* Task item
No line before the one containing "async fn delete_course(&self, id: CourseId)" should appear; that line and all lines after it, through the end of the data, are to be set down exactly.

________________________________________

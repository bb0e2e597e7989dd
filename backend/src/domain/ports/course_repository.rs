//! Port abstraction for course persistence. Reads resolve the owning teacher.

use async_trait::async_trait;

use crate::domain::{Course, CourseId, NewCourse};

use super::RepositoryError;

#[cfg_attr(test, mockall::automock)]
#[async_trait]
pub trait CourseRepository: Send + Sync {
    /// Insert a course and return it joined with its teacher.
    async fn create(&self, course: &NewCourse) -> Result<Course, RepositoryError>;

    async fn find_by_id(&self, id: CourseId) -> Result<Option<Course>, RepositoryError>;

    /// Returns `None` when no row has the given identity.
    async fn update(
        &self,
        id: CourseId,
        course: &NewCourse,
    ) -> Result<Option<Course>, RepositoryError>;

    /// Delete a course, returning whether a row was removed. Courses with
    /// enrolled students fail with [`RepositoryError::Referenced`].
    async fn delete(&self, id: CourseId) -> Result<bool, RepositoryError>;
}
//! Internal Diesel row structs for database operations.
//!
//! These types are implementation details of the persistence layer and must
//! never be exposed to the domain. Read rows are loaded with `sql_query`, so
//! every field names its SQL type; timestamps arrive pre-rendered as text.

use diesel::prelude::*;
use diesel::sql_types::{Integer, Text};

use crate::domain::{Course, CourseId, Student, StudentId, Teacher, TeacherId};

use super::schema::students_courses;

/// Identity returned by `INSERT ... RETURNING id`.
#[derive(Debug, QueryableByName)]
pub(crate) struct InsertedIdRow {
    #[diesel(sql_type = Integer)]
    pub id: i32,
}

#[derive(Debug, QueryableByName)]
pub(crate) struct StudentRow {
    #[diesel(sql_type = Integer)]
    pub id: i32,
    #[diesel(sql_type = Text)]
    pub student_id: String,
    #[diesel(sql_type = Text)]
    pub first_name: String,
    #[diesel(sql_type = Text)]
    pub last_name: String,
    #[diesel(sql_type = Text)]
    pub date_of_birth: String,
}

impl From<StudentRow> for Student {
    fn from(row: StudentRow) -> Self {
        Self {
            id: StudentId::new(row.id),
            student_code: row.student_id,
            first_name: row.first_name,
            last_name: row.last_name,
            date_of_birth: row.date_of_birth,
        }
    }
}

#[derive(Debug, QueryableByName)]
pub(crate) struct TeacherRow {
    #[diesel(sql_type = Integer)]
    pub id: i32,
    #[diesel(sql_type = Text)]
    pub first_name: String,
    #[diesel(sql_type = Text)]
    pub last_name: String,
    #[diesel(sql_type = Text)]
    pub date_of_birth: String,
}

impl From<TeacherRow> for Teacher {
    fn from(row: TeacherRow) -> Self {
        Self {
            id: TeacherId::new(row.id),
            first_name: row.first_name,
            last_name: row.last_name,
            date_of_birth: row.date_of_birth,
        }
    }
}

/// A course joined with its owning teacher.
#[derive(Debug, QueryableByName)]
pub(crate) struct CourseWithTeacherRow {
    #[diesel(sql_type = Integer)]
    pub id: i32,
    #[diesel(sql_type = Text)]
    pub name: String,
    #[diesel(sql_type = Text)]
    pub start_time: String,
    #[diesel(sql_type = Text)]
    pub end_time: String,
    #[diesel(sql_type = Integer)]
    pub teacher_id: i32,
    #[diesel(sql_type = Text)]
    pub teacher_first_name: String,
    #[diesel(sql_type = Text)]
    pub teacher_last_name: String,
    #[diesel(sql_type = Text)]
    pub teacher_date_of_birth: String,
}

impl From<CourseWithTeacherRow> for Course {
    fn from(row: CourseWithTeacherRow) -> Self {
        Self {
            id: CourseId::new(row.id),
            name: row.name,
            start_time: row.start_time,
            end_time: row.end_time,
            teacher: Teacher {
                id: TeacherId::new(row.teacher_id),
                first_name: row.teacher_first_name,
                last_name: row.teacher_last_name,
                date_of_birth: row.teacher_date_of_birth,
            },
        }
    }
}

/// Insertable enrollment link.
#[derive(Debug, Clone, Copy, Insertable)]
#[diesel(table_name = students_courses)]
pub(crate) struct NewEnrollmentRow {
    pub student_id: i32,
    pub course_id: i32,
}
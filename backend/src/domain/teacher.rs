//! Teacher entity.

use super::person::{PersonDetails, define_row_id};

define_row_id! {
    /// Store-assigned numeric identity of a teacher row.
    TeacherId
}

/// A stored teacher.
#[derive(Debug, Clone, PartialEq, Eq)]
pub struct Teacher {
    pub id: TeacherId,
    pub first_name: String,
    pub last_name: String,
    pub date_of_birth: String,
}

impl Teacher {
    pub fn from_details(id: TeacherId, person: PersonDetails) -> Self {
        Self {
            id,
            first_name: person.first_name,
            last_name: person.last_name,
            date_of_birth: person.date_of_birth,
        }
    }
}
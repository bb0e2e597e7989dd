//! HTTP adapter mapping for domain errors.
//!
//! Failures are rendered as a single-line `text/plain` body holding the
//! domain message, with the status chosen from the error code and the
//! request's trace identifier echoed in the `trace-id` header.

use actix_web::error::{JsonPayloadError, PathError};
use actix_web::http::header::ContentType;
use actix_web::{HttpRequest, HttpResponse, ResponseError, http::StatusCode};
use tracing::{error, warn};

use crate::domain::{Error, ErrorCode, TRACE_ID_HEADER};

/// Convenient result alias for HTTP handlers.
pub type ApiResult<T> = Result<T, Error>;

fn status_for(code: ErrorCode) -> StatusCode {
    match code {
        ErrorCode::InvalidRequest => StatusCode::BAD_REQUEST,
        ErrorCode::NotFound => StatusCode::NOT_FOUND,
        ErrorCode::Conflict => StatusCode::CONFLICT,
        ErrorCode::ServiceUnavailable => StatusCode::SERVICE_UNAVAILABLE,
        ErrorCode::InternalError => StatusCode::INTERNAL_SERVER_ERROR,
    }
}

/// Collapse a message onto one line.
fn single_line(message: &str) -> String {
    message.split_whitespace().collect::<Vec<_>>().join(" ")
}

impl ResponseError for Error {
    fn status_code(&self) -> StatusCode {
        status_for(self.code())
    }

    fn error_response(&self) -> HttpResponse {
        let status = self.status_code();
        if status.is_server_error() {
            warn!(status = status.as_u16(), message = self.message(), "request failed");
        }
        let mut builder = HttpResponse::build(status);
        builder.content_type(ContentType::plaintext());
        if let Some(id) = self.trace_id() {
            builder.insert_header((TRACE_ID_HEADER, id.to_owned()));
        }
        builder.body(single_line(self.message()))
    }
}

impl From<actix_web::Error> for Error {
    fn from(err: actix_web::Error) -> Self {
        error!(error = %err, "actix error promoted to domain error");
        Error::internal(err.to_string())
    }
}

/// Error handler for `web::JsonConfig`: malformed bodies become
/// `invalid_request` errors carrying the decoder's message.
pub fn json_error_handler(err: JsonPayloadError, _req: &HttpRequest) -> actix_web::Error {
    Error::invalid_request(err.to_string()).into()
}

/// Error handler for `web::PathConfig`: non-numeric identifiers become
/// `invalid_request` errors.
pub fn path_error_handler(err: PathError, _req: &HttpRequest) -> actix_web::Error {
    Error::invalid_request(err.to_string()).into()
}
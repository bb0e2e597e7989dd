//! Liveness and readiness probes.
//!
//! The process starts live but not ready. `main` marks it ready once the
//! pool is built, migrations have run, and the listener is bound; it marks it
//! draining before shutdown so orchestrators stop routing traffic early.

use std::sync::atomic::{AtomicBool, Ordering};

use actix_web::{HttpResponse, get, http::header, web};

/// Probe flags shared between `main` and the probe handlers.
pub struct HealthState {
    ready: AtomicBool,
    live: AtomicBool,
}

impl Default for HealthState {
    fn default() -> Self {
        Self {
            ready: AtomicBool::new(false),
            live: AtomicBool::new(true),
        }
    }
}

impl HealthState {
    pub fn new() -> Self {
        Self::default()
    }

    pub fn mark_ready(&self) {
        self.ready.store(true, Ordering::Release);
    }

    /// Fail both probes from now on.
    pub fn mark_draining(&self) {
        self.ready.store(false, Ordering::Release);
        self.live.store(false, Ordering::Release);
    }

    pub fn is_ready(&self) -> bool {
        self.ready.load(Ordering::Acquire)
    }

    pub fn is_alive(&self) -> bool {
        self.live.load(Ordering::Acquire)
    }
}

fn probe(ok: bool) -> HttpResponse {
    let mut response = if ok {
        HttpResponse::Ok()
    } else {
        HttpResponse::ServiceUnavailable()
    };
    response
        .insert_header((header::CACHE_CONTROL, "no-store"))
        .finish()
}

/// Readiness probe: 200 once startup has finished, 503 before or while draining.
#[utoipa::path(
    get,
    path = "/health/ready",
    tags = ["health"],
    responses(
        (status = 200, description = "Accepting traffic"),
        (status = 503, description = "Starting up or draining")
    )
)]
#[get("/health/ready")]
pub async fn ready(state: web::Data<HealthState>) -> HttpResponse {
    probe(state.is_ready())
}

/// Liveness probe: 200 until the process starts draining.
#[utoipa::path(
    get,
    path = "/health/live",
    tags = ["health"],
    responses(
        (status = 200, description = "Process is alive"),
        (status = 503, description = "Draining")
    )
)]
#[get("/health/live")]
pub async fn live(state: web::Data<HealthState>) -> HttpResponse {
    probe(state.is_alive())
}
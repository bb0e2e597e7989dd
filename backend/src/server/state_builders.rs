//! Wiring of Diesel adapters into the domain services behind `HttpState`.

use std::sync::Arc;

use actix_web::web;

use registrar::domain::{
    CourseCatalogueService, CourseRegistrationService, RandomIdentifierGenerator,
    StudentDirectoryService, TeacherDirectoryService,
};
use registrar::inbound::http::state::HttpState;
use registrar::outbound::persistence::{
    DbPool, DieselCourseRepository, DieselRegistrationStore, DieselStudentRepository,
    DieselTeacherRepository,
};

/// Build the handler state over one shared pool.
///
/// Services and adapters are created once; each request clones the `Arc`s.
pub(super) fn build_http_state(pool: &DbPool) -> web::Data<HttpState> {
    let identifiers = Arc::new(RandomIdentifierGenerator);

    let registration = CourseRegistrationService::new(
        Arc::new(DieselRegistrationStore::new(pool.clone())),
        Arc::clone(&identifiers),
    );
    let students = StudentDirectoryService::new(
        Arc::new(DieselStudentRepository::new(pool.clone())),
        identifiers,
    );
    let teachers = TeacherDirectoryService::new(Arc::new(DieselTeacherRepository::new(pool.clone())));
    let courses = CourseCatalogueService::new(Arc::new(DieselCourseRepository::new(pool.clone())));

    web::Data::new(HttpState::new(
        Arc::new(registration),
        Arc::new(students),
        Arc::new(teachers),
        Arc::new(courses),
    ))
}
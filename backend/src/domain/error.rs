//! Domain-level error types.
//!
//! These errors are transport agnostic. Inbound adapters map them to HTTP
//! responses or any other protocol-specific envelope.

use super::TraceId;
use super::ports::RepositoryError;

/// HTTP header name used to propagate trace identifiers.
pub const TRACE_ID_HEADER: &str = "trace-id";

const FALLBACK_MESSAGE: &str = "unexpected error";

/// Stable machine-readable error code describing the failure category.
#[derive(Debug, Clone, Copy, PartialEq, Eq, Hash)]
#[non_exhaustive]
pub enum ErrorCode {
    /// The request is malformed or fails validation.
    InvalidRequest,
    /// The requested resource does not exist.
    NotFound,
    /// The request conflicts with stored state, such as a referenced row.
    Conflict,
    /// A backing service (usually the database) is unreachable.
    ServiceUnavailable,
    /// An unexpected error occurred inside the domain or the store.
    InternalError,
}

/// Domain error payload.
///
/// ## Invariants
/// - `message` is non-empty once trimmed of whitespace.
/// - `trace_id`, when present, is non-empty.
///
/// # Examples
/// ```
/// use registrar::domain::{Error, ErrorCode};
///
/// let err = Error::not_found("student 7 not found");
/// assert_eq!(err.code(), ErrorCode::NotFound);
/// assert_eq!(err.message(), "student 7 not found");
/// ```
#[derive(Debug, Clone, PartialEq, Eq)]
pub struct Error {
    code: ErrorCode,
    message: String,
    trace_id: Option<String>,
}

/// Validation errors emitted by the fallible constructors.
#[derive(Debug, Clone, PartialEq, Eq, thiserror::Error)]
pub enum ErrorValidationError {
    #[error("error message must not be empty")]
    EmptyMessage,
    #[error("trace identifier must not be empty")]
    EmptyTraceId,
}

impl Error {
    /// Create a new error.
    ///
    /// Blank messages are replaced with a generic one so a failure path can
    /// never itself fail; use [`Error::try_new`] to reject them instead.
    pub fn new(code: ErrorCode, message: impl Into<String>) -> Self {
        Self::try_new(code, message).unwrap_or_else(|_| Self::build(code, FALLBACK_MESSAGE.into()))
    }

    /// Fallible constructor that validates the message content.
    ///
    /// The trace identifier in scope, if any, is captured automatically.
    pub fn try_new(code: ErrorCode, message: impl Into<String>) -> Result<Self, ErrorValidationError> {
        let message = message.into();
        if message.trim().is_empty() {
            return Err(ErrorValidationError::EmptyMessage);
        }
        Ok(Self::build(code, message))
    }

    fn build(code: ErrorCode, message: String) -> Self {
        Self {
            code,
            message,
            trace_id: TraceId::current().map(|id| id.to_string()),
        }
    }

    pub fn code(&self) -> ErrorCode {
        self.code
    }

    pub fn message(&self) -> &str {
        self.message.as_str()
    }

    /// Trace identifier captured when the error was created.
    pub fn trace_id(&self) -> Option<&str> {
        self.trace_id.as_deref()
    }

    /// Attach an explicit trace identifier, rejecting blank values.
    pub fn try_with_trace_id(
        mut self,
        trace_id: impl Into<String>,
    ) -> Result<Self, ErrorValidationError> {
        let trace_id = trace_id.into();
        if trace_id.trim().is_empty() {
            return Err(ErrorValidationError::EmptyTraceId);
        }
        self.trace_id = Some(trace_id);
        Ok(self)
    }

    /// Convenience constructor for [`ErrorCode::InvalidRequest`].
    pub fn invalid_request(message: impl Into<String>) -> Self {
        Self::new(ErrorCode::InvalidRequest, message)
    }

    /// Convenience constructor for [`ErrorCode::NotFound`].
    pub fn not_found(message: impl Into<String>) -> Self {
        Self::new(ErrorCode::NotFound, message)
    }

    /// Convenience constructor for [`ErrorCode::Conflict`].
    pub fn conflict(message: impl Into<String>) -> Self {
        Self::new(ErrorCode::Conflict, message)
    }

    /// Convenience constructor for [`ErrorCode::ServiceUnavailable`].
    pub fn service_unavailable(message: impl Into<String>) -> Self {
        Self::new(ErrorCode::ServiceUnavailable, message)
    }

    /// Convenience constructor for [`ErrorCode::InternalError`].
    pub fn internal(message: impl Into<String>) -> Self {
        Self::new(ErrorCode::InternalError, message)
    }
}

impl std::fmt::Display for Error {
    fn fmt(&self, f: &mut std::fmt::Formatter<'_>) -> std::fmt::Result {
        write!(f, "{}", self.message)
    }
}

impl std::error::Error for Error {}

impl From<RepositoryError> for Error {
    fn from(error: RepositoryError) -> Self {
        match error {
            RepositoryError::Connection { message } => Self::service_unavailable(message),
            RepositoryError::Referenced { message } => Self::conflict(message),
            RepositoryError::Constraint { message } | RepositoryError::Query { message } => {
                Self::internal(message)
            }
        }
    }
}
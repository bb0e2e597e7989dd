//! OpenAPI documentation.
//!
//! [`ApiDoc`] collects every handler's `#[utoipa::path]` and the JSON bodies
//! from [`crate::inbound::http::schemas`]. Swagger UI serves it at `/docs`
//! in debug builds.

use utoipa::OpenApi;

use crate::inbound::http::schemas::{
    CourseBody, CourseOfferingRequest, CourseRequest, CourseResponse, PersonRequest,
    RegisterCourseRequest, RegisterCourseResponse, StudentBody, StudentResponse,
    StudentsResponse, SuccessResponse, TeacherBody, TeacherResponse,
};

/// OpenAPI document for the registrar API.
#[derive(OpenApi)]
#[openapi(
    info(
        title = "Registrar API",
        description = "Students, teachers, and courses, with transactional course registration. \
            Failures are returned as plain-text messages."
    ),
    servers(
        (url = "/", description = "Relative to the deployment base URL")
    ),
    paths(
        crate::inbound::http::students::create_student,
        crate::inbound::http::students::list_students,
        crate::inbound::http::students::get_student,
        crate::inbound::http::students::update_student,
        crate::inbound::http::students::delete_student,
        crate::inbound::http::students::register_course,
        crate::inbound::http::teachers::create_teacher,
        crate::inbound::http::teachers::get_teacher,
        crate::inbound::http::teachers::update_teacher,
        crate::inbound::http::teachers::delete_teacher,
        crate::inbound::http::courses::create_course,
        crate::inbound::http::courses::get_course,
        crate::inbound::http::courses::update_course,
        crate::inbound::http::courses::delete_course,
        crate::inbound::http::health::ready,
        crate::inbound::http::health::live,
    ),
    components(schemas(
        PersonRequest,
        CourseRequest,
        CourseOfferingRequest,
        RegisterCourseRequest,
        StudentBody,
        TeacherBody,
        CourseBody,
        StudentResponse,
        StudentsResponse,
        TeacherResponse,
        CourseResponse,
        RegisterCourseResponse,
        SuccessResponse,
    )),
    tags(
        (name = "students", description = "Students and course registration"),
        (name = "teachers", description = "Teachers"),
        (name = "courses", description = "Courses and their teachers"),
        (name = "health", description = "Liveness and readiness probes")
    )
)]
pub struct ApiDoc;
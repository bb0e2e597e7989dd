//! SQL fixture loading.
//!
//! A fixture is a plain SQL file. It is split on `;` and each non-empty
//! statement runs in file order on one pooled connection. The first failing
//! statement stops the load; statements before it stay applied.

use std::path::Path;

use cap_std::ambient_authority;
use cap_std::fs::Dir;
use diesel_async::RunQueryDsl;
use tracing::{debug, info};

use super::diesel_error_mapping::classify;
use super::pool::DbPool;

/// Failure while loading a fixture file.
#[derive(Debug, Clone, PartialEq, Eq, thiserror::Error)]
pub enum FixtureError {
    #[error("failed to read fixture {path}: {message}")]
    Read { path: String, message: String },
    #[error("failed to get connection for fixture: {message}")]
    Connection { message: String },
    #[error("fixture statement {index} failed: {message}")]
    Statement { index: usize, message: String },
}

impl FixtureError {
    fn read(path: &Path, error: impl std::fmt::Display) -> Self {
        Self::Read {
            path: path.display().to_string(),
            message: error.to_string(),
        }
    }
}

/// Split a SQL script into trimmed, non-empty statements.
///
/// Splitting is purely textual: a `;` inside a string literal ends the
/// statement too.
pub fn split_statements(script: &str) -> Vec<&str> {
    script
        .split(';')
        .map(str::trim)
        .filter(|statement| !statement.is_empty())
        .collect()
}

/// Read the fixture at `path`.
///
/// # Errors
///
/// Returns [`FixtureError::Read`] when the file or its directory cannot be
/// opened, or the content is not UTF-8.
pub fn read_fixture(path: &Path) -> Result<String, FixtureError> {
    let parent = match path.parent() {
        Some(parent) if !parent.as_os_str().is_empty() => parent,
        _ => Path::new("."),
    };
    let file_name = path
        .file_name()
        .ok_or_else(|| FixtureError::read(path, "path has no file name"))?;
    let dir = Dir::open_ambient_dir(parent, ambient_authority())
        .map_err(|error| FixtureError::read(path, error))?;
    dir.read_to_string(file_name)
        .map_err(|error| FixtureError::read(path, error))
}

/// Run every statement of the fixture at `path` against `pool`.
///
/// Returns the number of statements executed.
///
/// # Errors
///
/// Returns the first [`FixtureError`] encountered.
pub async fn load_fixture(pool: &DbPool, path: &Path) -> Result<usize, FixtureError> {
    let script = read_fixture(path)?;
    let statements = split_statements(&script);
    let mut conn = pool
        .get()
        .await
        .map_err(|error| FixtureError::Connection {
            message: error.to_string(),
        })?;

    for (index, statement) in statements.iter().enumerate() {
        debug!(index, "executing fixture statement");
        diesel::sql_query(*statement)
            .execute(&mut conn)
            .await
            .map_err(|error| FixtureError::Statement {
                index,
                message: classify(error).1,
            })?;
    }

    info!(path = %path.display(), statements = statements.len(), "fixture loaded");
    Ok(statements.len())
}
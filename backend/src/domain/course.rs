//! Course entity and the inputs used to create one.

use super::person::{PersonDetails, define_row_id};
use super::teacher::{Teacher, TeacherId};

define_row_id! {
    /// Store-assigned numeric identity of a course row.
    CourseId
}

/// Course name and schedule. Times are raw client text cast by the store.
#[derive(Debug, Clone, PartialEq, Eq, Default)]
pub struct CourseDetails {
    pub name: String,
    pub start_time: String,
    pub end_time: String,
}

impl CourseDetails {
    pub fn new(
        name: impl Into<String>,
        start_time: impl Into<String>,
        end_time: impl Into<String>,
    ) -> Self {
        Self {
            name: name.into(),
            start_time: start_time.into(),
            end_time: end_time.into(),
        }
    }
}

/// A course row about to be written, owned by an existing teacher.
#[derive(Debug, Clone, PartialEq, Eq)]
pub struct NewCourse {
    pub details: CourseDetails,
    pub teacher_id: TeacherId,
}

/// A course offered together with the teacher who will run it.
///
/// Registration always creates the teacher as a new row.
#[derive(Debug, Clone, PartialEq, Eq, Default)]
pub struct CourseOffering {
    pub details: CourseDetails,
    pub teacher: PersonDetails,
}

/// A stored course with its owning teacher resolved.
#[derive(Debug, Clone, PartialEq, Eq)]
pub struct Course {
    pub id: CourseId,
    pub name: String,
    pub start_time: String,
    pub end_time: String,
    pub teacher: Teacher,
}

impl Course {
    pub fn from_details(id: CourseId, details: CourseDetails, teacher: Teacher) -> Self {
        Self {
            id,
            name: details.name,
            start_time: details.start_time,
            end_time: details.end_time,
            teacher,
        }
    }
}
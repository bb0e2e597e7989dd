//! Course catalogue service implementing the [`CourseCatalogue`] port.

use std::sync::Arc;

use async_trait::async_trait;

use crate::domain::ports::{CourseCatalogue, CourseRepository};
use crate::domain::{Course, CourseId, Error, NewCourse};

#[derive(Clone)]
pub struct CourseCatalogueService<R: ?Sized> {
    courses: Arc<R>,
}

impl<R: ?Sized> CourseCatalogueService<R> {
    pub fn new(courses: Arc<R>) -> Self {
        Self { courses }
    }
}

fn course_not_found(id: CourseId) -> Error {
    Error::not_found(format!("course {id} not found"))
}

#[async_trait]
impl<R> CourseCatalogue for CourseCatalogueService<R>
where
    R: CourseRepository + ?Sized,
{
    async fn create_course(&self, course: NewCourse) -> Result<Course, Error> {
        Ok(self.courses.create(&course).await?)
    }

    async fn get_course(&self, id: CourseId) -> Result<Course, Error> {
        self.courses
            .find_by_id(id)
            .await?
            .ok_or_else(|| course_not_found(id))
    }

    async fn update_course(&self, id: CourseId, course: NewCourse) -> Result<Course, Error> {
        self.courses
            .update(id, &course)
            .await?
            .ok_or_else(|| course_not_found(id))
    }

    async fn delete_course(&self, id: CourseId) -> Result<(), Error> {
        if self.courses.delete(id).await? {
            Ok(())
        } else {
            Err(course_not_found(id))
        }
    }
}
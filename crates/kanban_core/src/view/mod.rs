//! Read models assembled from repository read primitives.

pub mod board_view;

________________________________________

* Output below
    async fn delete_course(&self, id: CourseId) -> Result<(), Error> {
        if self.courses.delete(id).await? {
            Ok(())
        } else {
            Err(course_not_found(id))
        }
    }
}
filename crates/kanban_core/src/view/mod.rs
//! Read models assembled from repository read primitives.

pub mod board_view;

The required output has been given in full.